The CEO pushed the entire leadership team to adopt this MVP mindset, and it’s translated into HR moving faster and earning more employee confidence as a result. Perfection, as DJ frames it, is the enemy of momentum. Get it out, learn from it, make it better. That’s how you stay relevant to a workforce whose needs are changing every quarter.

Synchrony’s “Great Doesn’t Mean Perfect” Philosophy

Winning #1 Best Place to Work is a remarkable achievement. But what struck me most about DJ’s mindset was what he said right after, that being the best doesn’t mean being done. In fact, DJ told me that if I sat in one of his roundtables today, I’d walk out with a long list of things Synchrony still needs to fix, and he’s proud of that.

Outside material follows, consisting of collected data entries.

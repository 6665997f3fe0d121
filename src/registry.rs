use crate::battle::{Battle, BattleOptions, BattleSnapshot, Outcome, Side};
use crate::dex::Dex;
use crate::error::{BattleError, BattleId, Result};
use crate::events::BattleEvent;
use crate::model::Combatant;
use std::collections::HashMap;
use std::sync::{Arc, Mutex, MutexGuard, PoisonError, RwLock};
use tracing::{info, warn};
use uuid::Uuid;

struct Slot {
    battle: Battle,
    checkpoint: BattleSnapshot,
}

type SlotHandle = Arc<Mutex<Slot>>;

/// Live battles keyed by id. Turns for one battle are serialized; different
/// battles proceed independently.
pub struct BattleRegistry {
    dex: Arc<Dex>,
    options: BattleOptions,
    battles: RwLock<HashMap<BattleId, SlotHandle>>,
}

impl BattleRegistry {
    pub fn new(dex: Arc<Dex>, options: BattleOptions) -> Self {
        Self {
            dex,
            options,
            battles: RwLock::new(HashMap::new()),
        }
    }

    pub fn create(&self, p1: Combatant, p2: Combatant, seed: u64) -> BattleId {
        let id = Uuid::new_v4();
        let battle = Battle::with_options(self.dex.clone(), p1, p2, seed, self.options);
        let slot = Slot {
            checkpoint: battle.snapshot(),
            battle,
        };
        info!(battle_id = %id, p1 = %slot.checkpoint.p1.name, p2 = %slot.checkpoint.p2.name, "battle created");
        self.battles
            .write()
            .unwrap_or_else(PoisonError::into_inner)
            .insert(id, Arc::new(Mutex::new(slot)));
        id
    }

    pub fn remove(&self, id: BattleId) -> Option<BattleSnapshot> {
        let handle = self
            .battles
            .write()
            .unwrap_or_else(PoisonError::into_inner)
            .remove(&id)?;
        info!(battle_id = %id, "battle removed");
        let slot = lock_slot(id, &handle);
        Some(slot.battle.snapshot())
    }

    pub fn len(&self) -> usize {
        self.battles
            .read()
            .unwrap_or_else(PoisonError::into_inner)
            .len()
    }

    pub fn is_empty(&self) -> bool {
        self.len() == 0
    }

    fn handle(&self, id: BattleId) -> Result<SlotHandle> {
        self.battles
            .read()
            .unwrap_or_else(PoisonError::into_inner)
            .get(&id)
            .cloned()
            .ok_or(BattleError::BattleNotFound { battle_id: id })
    }

    /// Runs one turn after checking the battle is live and both moves are known.
    pub fn play_turn(&self, id: BattleId, p1_move: &str, p2_move: &str) -> Result<Vec<BattleEvent>> {
        let handle = self.handle(id)?;
        let mut slot = lock_slot(id, &handle);
        if let Some(outcome) = slot.battle.winner() {
            return Err(BattleError::BattleEnded {
                battle_id: id,
                outcome,
            });
        }
        for (side, name) in [(Side::P1, p1_move), (Side::P2, p2_move)] {
            if !slot.battle.combatant(side).knows_move(name) {
                return Err(BattleError::IllegalMove {
                    battle_id: id,
                    side,
                    move_name: name.to_string(),
                });
            }
        }
        let checkpoint = slot.battle.snapshot();
        slot.checkpoint = checkpoint;
        Ok(slot.battle.execute_turn(p1_move, p2_move))
    }

    pub fn snapshot(&self, id: BattleId) -> Result<BattleSnapshot> {
        let handle = self.handle(id)?;
        let slot = lock_slot(id, &handle);
        Ok(slot.battle.snapshot())
    }

    pub fn winner(&self, id: BattleId) -> Result<Option<Outcome>> {
        let handle = self.handle(id)?;
        let slot = lock_slot(id, &handle);
        Ok(slot.battle.winner())
    }
}

/// A panic mid-turn poisons the mutex; the battle is rolled back to the last
/// snapshot taken before that turn.
fn lock_slot(id: BattleId, handle: &Mutex<Slot>) -> MutexGuard<'_, Slot> {
    match handle.lock() {
        Ok(guard) => guard,
        Err(poisoned) => {
            let mut guard = poisoned.into_inner();
            warn!(battle_id = %id, turn = guard.checkpoint.turn, "restoring battle after failed turn");
            let checkpoint = guard.checkpoint.clone();
            guard.battle.restore(checkpoint);
            handle.clear_poison();
            guard
        }
    }
}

The CEO of Great Place to Work shared something with DJ that reframed how he reads employee feedback: a bad place to work doesn’t get comments, because people are either too scared to share or they don’t care enough. 

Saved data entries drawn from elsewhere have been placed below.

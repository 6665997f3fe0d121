use crate::battle::{Outcome, Side};
use thiserror::Error;
use uuid::Uuid;

pub type BattleId = Uuid;

#[derive(Debug, Error)]
pub enum BattleError {
    #[error("malformed combatant: {reason}")]
    MalformedCombatant { reason: String },

    #[error("no combatant named {name} in source")]
    UnknownCombatant { name: String },

    #[error("invalid data for {entry}: {reason}")]
    InvalidCatalog { entry: String, reason: String },

    #[error("battle {battle_id} not found")]
    BattleNotFound { battle_id: BattleId },

    #[error("battle {battle_id} already ended ({})", .outcome.label())]
    BattleEnded { battle_id: BattleId, outcome: Outcome },

    #[error("battle {battle_id}: {side} does not know move {move_name}")]
    IllegalMove {
        battle_id: BattleId,
        side: Side,
        move_name: String,
    },

    #[error("episode is over, call reset before stepping again")]
    EpisodeOver,

    #[error("json error: {0}")]
    Json(#[from] serde_json::Error),
}

pub type Result<T> = std::result::Result<T, BattleError>;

Thousands of critical comments aren’t a sign of failure. They’re proof that employees care. Synchrony has built a culture where the feedback never stops, and neither does the improvement. The best companies don’t cross a finish line; they redefine what winning looks like every single year.

AI as an Opportunity to Redeploy Human Talent, Not Replace It

This is the conversation every CHRO in America needs to be having with their workforce right now, and DJ is having it out loud, unapologetically, at Synchrony. His take on AI is not about fear or displacement. It’s about redeployment and possibility.

As AI tools free up 20 to 30 percent capacity in certain roles: handling the repetitive, tactical, transactional work, DJ sees an opening to redirect that human energy into the backlog of work that actually requires judgment, creativity, and connection. Richer product development. Deeper consumer experiences. Next-generation problem-solving. 

In Synchrony’s last employee survey, 80% of employees said they see AI as a positive impact on their career, a number DJ believes is higher than average because it’s being built on a foundation of trust. His message to every employee is direct: AI by itself isn’t going to take your job. The person who learns to maximize these tools will. And Synchrony’s job is to make sure every employee has access, education, and safe forums to learn how to do exactly that.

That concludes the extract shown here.